Pemerintah juga kerap menerapkan hukum dan kebijakan untuk menyelesaikan masalah yang terjadi akibat struktur budaya patriarki Vietnam. Namun tradisi dan budatya yang sudah menempel pada masyarakat Vietnam membuat pola pikir masyarakat sulit untuk diubah. Terlebih dengan daerah-daerah yang jauh dari jangkauan pemerintah yang menjadikan NPA tidak mencapai target yang dituju.
Dan banyak dari pelaku melakukan pendekatan secara langsung dengan korban maupun keluarga dari korban tersebut sehingga banyak dijumpai keluarga korban sendirilah yang memberikan anaknya menjadi target perdagangan perempuan dan bahkan pelaku tersebut merupakan orang terdekat korban yang menjadikan ancaman perdagangan perempuan di Vietnam dari segala arah.

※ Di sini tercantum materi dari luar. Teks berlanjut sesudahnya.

use std::process::ExitCode;

fn main() -> ExitCode {
    verse_cli::run()
}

Kesempatan emas bagi pelaku perdagangan perempuan mulai dari rendahnya tingkat pendidikan perempuan di Vietnam maupun orang tua yang menuntut anak perempuannya untuk turut membantu perekonomian keluarganya. Situasi inilah yang membuka kesempatan emas bagi para pelaku untuk melakukan perdagangan perempuan.
Dari sisi perekonomian di Vietnam sendiri yang termasuk ke dalam berpenghasilan rendah dengan ruang lingkup ekonomi yang sempir, teknologi terbelakang, biaya produksi tinggi dan daya saing yang rendah serta isu sosial yaitu kualitas pendidikan, pendapatan rendah, pengetahuan ilmiah yang belum memenuhi standar, jaminan sosial belum stabil, dan bencana alam menjadikan tujuan pembangunan Vietnam belum dapat terlaksana dengan baik.